In Surveillance

My spirit was restless.

The freedom that I knew had been replaced with an uneasiness. A heightened level of suspicion as people walked by. To be more specific, young white males.

Young White American men with dark hidden agendas.  Possibly depressed, potentially angry, maybe frightened of what they do not know or absent of the intellectual capacity to understand.  They could quite possibly, and more frighteningly, be on a mission to I’ll say, “Make America Great Again.” A growing separatist mindset with devastating consequences.

It is mid-August 2019.

I was standing on the boardwalk of Virginia Beach. The next morning I sat in the sand facing the continuous movement of the ocean. A massive body of water offering me a place of serenity, while also reminding me of its unpredictable mood swings.  A mercurial temperament that can result in a rampageous extermination without the courtesy of a warning. Disregarding that unpredictability, I continued to watch young white men.

In moments of pause, I listened to the sounds and assigned my own artful creations to the ivory clouds that sat beneath the alluring vault of a blue heaven as it seemed to join with the mouth of the ocean. When I disengaged my eyes from the beauty that sat in front of me, I looked at who sat around me. 

On this Saturday morning in August, I was one of the numerous Black and Brown people who populated the beach.  With only the reliance of my visual tally, I was confident in my calculations that we were in the minority.

Hanging on the back of my chair in display of anyone who might have noticed and had not like myself been surveying young white men, was a midnight-hued tote bag that read:

YOU THINK YOUR PAIN AND HEARTBREAK ARE UNPRECEDENTED IN THE HISTORY OF THE WORLD, BUT THEN YOU READ JAMES BALDWIN.

This thought provoking caption was written in large engaging white letters.  

To my right, laying on the small beach table was Michelle Obama’s book, BECOMING. Illogical thinking tried to convince me that my bag and choice of literature could exacerbate the motives of young white men. I dismissed this nonsensical thought, but not my tracking of its producers.

My hair was a bit disheveled as the tight coils occasionally bowed under the gentle migration of the wind.

As I sat there, there was no denying the deep, brown inheritance of my generously exposed skin. I reclined, surprisingly undaunted by the visual exhibition of my swimsuit covered body. As the heat of the sun laid over me, I continued to visually trail the movements of young white men.

In my surveillance I saw sprays and lotions applied to bare alabaster limbs preparing to lay out in the sun, hoping for a deeper hue to amply blanket the outer covering of their pale bodies.

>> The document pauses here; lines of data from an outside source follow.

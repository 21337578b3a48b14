use std::ffi::OsStr;
use std::process::{Command, Output};

mod fixtures;

use fixtures::*;

fn compile<S: AsRef<OsStr>>(args: &[S]) -> Output {
    Command::new(env!("CARGO_BIN_EXE_compile"))
        .args(args)
        .output()
        .unwrap()
}

#[test]
fn test_usage() {
    let ws = Workspace::new();
    let output = compile(&[&ws.input_dir(), &ws.output_dir()]);

    assert!(!output.status.success());
    assert!(String::from_utf8_lossy(&output.stderr).contains("Usage: compile"));
}

#[test]
fn test_exit_codes() {
    let ws = Workspace::new();
    ws.write_script("greet.oud", GREET);
    let args = [ws.input_dir(), ws.output_dir(), ws.cache_dir()];

    let output = compile(&args);
    assert!(output.status.success());
    assert!(String::from_utf8_lossy(&output.stdout).contains("greet.oudh"));

    let output = compile(&args);
    assert!(output.status.success());
    assert!(String::from_utf8_lossy(&output.stdout).contains("All files are up to date"));

    ws.write_script("broken.oud", BROKEN);
    let output = compile(&args);
    assert_eq!(output.status.code(), Some(1));
    assert!(String::from_utf8_lossy(&output.stderr).contains("broken.oud"));
    assert!(ws.config().cache_path().is_file());
}

#[test]
fn test_missing_input_directory() {
    let ws = Workspace::new();
    let missing = ws.root.path().join("missing");
    let output = compile(&[&missing, &ws.output_dir(), &ws.cache_dir()]);

    assert_eq!(output.status.code(), Some(1));
    assert!(String::from_utf8_lossy(&output.stderr).contains("does not exist"));
}

#[test]
fn test_uncreatable_cache_directory() {
    let ws = Workspace::new();
    ws.write_script("greet.oud", GREET);
    let blocker = ws.root.path().join("blocker");
    std::fs::write(&blocker, "a file, not a directory").unwrap();
    let output = compile(&[ws.input_dir(), ws.output_dir(), blocker.join("cache")]);

    assert_eq!(output.status.code(), Some(1));
    assert!(String::from_utf8_lossy(&output.stderr).contains("error with directory"));
}
#![allow(dead_code)]

use std::fs::{self, File};
use std::path::{Path, PathBuf};
use std::time::{Duration, SystemTime, UNIX_EPOCH};

use tempfile::TempDir;

use oud::*;

pub const GREET: &str = r#"
(name greet)
(node q start)
(text "hi" n1)
"#;

pub const SHOP: &str = r#"
;; a small shop
(name shop)
(node s start)
(text "Welcome!" ask)
(node q ask)
(text "Buy something?" quit)
(resp "No thanks" quit)
(trig "Show me" bye open_shop)
(node s bye)
(text "Take care." quit)
"#;

pub const BROKEN: &str = r#"
(name broken)
(node s start)
(text "hello" quit)
(jump somewhere)
"#;

/// Scratch input, output and cache directories for one build.
pub struct Workspace {
    pub root: TempDir,
}

impl Workspace {
    pub fn new() -> Self {
        let _ = pretty_env_logger::try_init();

        let root = tempfile::tempdir().unwrap();
        fs::create_dir(root.path().join("scripts")).unwrap();
        Self { root }
    }

    pub fn input_dir(&self) -> PathBuf {
        self.root.path().join("scripts")
    }

    pub fn output_dir(&self) -> PathBuf {
        self.root.path().join("out")
    }

    pub fn cache_dir(&self) -> PathBuf {
        self.root.path().join("cache")
    }

    pub fn config(&self) -> BuildConfig {
        let mut config = BuildConfig::new(self.input_dir(), self.output_dir(), self.cache_dir());
        config.jobs = 2;
        config
    }

    pub fn write_script(&self, name: &str, src: &str) -> PathBuf {
        let path = self.input_dir().join(name);
        fs::write(&path, src).unwrap();
        path
    }

    pub fn artifact(&self, name: &str) -> PathBuf {
        self.output_dir().join(name)
    }

    pub fn read_artifact(&self, name: &str) -> String {
        fs::read_to_string(self.artifact(name)).unwrap()
    }
}

/// Moves a file's modification time to a fixed point.
pub fn set_modified(path: &Path, secs: u64) {
    let time: SystemTime = UNIX_EPOCH + Duration::from_secs(secs);
    File::options()
        .write(true)
        .open(path)
        .unwrap()
        .set_modified(time)
        .unwrap();
}

pub fn modified(path: &Path) -> SystemTime {
    fs::metadata(path).unwrap().modified().unwrap()
}
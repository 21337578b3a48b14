use std::fs;
use std::path::Path;

use log::*;

use crate::errors::{CompileError, ParseError, ParseErrorKind};

pub mod ast;
mod lexer;

use ast::{canonical_label, canonical_node_label, Dialogue, Node, NodeKind, Response};
use lexer::{Directive, Lexer};

/// The node currently receiving `text`, `resp` and `trig` lines.
struct NodeBuilder {
    label: String,
    kind: NodeKind,
    text: Option<String>,
    next: String,
    responses: Vec<Response>,
    /// Where the node was declared, for error reporting.
    line: usize,
    raw: String,
}

impl NodeBuilder {
    fn finish(self, file: &str) -> Result<Node, ParseError> {
        let text = match self.text {
            Some(text) => text,
            None => {
                return Err(ParseError {
                    file: file.to_string(),
                    line: self.line,
                    raw: self.raw,
                    kind: ParseErrorKind::MissingText(self.label),
                })
            }
        };

        match self.kind {
            NodeKind::Statement if !self.responses.is_empty() => {
                warn!(
                    "{}:{}: statement `{}` has responses, they will be ignored",
                    file, self.line, self.label
                );
            }
            NodeKind::Question if !self.next.is_empty() => {
                debug!(
                    "{}:{}: question `{}` has a successor, it will be ignored",
                    file, self.line, self.label
                );
            }
            _ => {}
        }

        Ok(Node {
            label: self.label,
            kind: self.kind,
            text,
            next: self.next,
            responses: self.responses,
        })
    }
}

struct ParserState<'a> {
    file: &'a str,
    name: Option<String>,
    dialogue: Dialogue,
    current: Option<NodeBuilder>,
}

impl<'a> ParserState<'a> {
    fn new(file: &'a str) -> Self {
        Self {
            file,
            name: None,
            dialogue: Dialogue::default(),
            current: None,
        }
    }

    /// Moves the node being built, if any, into the dialogue.
    fn finish_node(&mut self) -> Result<(), ParseError> {
        if let Some(builder) = self.current.take() {
            let node = builder.finish(self.file)?;
            if let Some(old) = self.dialogue.insert(node) {
                debug!("{}: node `{}` redefined", self.file, old.label);
            }
        }
        Ok(())
    }

    fn current_node(
        &mut self,
        directive: &'static str,
        line: usize,
        raw: &str,
    ) -> Result<&mut NodeBuilder, ParseError> {
        let file = self.file;
        self.current.as_mut().ok_or_else(|| ParseError {
            file: file.to_string(),
            line,
            raw: raw.to_string(),
            kind: ParseErrorKind::NoCurrentNode(directive),
        })
    }

    fn apply(&mut self, line: usize, directive: Directive<'_>, raw: &str) -> Result<(), ParseError> {
        match directive {
            Directive::Name(name) => {
                self.name = Some(name.to_string());
            }
            Directive::Node { kind, label } => {
                self.finish_node()?;
                self.current = Some(NodeBuilder {
                    label: canonical_node_label(label).to_string(),
                    kind,
                    text: None,
                    next: String::new(),
                    responses: Vec::new(),
                    line,
                    raw: raw.to_string(),
                });
            }
            Directive::Text { text, next } => {
                let node = self.current_node("text", line, raw)?;
                node.text = Some(text.to_string());
                node.next = canonical_label(next).to_string();
            }
            Directive::Response { text, next } => {
                let node = self.current_node("resp", line, raw)?;
                node.responses.push(Response {
                    text: text.to_string(),
                    next: canonical_label(next).to_string(),
                    trigger: None,
                });
            }
            Directive::Trigger {
                text,
                next,
                trigger,
            } => {
                let node = self.current_node("trig", line, raw)?;
                node.responses.push(Response {
                    text: text.to_string(),
                    next: canonical_label(next).to_string(),
                    trigger: Some(trigger.to_string()),
                });
            }
        }
        Ok(())
    }

    fn finish(mut self, default_name: &str) -> Result<Dialogue, ParseError> {
        self.finish_node()?;
        let mut dialogue = self.dialogue;
        dialogue.name = self.name.unwrap_or_else(|| default_name.to_string());
        Ok(dialogue)
    }
}

/// Parses script source.
///
/// `file` names the script in errors and doubles as the dialogue name when the
/// script has no `(name ...)` directive.
pub fn parse_string(file: &str, src: &str) -> Result<Dialogue, ParseError> {
    parse(file, file, src)
}

/// Reads and parses a script file. The file stem is the fallback dialogue name.
pub fn parse_file(path: &Path) -> Result<Dialogue, CompileError> {
    let src = fs::read_to_string(path).map_err(|err| CompileError::io(path, err))?;
    let stem = path
        .file_stem()
        .map(|stem| stem.to_string_lossy())
        .unwrap_or_default();

    Ok(parse(&path.display().to_string(), &stem, &src)?)
}

fn parse(file: &str, default_name: &str, src: &str) -> Result<Dialogue, ParseError> {
    let mut state = ParserState::new(file);
    for res in Lexer::new(src) {
        let (line, directive, raw) = res.map_err(|err| ParseError {
            file: file.to_string(),
            line: err.line,
            raw: err.raw.to_string(),
            kind: err.kind,
        })?;
        state.apply(line, directive, raw)?;
    }
    state.finish(default_name)
}
#[cfg(test)]
mod tests {
    use super::*;

    fn atm_call() -> VanillaOption {
        VanillaOption::new(100.0, 100.0, 1.0, 0.2, 0.05)
    }

    #[test]
    fn test_param_names_round_trip() {
        for param in OptionParam::ALL {
            assert_eq!(param.name().parse::<OptionParam>().unwrap(), param);
        }
        assert_eq!(
            "vol".parse::<OptionParam>(),
            Err(PricingError::InvalidField {
                name: "vol".to_string()
            })
        );
        // Field names are case sensitive
        assert!("s".parse::<OptionParam>().is_err());
    }

    #[test]
    fn test_try_new_rejects_out_of_domain() {
        assert!(VanillaOption::try_new(100.0, 100.0, 1.0, 0.2, 0.05, 0.0, OptionType::Call).is_ok());
        assert!(VanillaOption::try_new(0.0, 100.0, 1.0, 0.2, 0.05, 0.0, OptionType::Call).is_err());
        assert!(VanillaOption::try_new(100.0, -5.0, 1.0, 0.2, 0.05, 0.0, OptionType::Put).is_err());
        assert!(VanillaOption::try_new(100.0, 100.0, -1.0, 0.2, 0.05, 0.0, OptionType::Call).is_err());
        assert!(VanillaOption::try_new(100.0, 100.0, 1.0, -0.2, 0.05, 0.0, OptionType::Call).is_err());
        assert!(VanillaOption::try_new(100.0, 100.0, 1.0, 0.2, f64::NAN, 0.0, OptionType::Call).is_err());
        // Negative rates are legitimate
        assert!(VanillaOption::try_new(100.0, 100.0, 1.0, 0.2, -0.01, 0.0, OptionType::Call).is_ok());
    }

    #[test]
    fn test_equality_is_exact() {
        let a = atm_call();
        assert_eq!(a, atm_call());
        assert_ne!(a, a.put());
        assert_ne!(a, a.with_parameter(OptionParam::Spot, 100.0 + 1e-12));
        assert_ne!(a, a.with_dividend(0.01));
    }

    #[test]
    fn test_with_parameter_leaves_receiver_untouched() {
        let original = atm_call();
        let moved = original.with_parameter(OptionParam::Volatility, 0.35);
        assert_eq!(moved.sigma, 0.35);
        assert_eq!(original.sigma, 0.2);
        assert_eq!(moved.with_parameter(OptionParam::Volatility, 0.2), original);
    }

    #[test]
    fn test_set_parameter_writes_through() {
        let mut option = atm_call();
        option.set_parameter(OptionParam::Expiry, 0.5);
        assert_eq!(option.t, 0.5);

        option.set_named_parameter("q", 0.03).unwrap();
        assert_eq!(option.q, 0.03);

        let err = option.set_named_parameter("rate", 0.1).unwrap_err();
        assert!(matches!(err, PricingError::InvalidField { .. }));
        assert_eq!(option.r, 0.05);
    }

    #[test]
    fn test_with_named_parameter() {
        let option = atm_call().with_named_parameter("K", 110.0).unwrap();
        assert_eq!(option.k, 110.0);
        assert!(atm_call().with_named_parameter("strike", 110.0).is_err());
    }

    #[test]
    fn test_flip() {
        let call = atm_call();
        let put = call.flipped();
        assert!(put.is_put());
        assert!(!call.is_put());
        assert_eq!(put.flipped(), call);

        let mut option = call;
        option.flip_in_place();
        assert_eq!(option, put);
    }

    #[test]
    fn test_additive_shock() {
        let shocks = Shocks {
            s: 5.0,
            sigma: 0.05,
            r: -0.01,
            ..Default::default()
        };
        let shocked = atm_call().shocked(&shocks, ShockFlags::NONE);
        assert_eq!(shocked.s, 105.0);
        assert_eq!(shocked.k, 100.0);
        assert!((shocked.sigma - 0.25).abs() < 1e-15);
        assert!((shocked.r - 0.04).abs() < 1e-15);
        assert_eq!(shocked.kind, OptionType::Call);
    }

    #[test]
    fn test_percentage_shock_and_flip() {
        let option = atm_call().with_dividend(0.0);
        let shocks = Shocks {
            s: 10.0,
            t: -50.0,
            q: 25.0,
            ..Default::default()
        };
        let shocked = option.shocked(&shocks, ShockFlags::PERCENTAGE | ShockFlags::FLIP_TYPE);
        assert!((shocked.s - 110.0).abs() < 1e-12);
        assert!((shocked.t - 0.5).abs() < 1e-15);
        // Zero fields do not move under a percentage shock
        assert_eq!(shocked.q, 0.0);
        assert!(shocked.is_put());
    }

    #[test]
    fn test_shock_in_place() {
        let mut option = atm_call();
        let expected = option.shocked(&Shocks::single(OptionParam::Strike, -10.0), ShockFlags::NONE);
        option.shock_in_place(&Shocks::single(OptionParam::Strike, -10.0), ShockFlags::NONE);
        assert_eq!(option, expected);
        assert_eq!(option.k, 90.0);
    }

    #[test]
    fn test_payoff_default_grid() {
        let payoff = atm_call().payoff();
        assert_eq!(payoff.len(), 100);
        assert_eq!(payoff[0], 0.0);
        assert!((payoff[99] - 100.0).abs() < 1e-9);

        let put_payoff = atm_call().put().payoff();
        assert!((put_payoff[0] - 100.0).abs() < 1e-12);
        assert!(put_payoff[99].abs() < 1e-9);
    }

    #[test]
    fn test_payoff_on_custom_grid() {
        let grid = PayoffGrid {
            points: 5,
            upper_multiple: 1.5,
        };
        let payoff = atm_call().payoff_on(&grid).unwrap();
        assert_eq!(payoff.to_vec(), vec![0.0, 0.0, 0.0, 12.5, 50.0]);

        let empty = PayoffGrid {
            points: 0,
            ..Default::default()
        };
        assert!(matches!(
            atm_call().payoff_on(&empty),
            Err(PricingError::InvalidConfiguration { .. })
        ));
        let reversed = PayoffGrid {
            upper_multiple: -2.0,
            ..Default::default()
        };
        assert!(atm_call().payoff_on(&reversed).is_err());
    }

    #[test]
    fn test_payoff_at_series() {
        let payoff = atm_call().put().payoff_at(&[90.0, 100.0, 130.0]);
        assert_eq!(payoff.to_vec(), vec![10.0, 0.0, 0.0]);
    }

    #[test]
    fn test_summary_display() {
        let text = atm_call().to_string();
        assert!(text.starts_with("Call Option"));
        assert!(text.contains("Strike Price = 100"));
        assert!(text.contains("Underlying Volatility = 20%"));
        assert!(!text.contains("Dividend"));

        let text = atm_call().put().with_dividend(0.02).to_string();
        assert!(text.starts_with("Put Option"));
        assert!(text.contains("Dividend Yield = 2%"));
    }
}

With the correct timing and precision of sunlight, they would be transformed into a provisional brown oasis.

The scenes were peaceful and gave no reason for unease.

Unfortunately, my physical stillness didn’t prevent my mind from wandering back to the recent and prevalent peril in common gatherings of cities and states that make up America. In my anxiety, I continued to watch out for young white men.

In this visual examination I did not look for the overtly mentally ill that America had been warned about.

As I sat in a place that offered me a ceremony of serenity and the splendor of one of God’s astounding sculptures, I realized that in my watchful eye and suspicion, I was relinquishing my power to an intended fear.

A fear that debases America’s pledge of freedom.

It is this menacing echo of hate and intolerance that produces a perilous climate of dis-ease. Yet, as I sat under the warmth of the sun in a Confederate State on one of America’s beaches, I freed myself.  Disregarding the tracks left in the sand by young white men, I began where I left off in my passage through BECOMING.

With my bare feet nestled slightly beneath the heated granular sand, I picked up the hardcover, and lifted the absorbing printed pages between my fingers. Allowing my neck to bend forward, I gave my eyes permission to travel through the continuous evolution of Michelle Obama. During the remaining time that I sat on Virginia’s shore, I would not allow myself to survey the movements of young white men. 

Instead, I attended to the evolving narrative of one of America’s most poised and influential women.

When I lifted my head from the pages, I once again looked out into the serenity of the ocean as it congregated with the sky, and I resisted the submission of my eyes to watch for the hidden agendas of young white men.

As I continue to move through and sit in largely populated spaces, my compliance to the intended fear, perpetuated by the echo of other’s separatist thinking will dissipate.  

And hopefully there will come a time when America no longer has to wait, watch or be rocked by the villainous, hidden agenda of any man.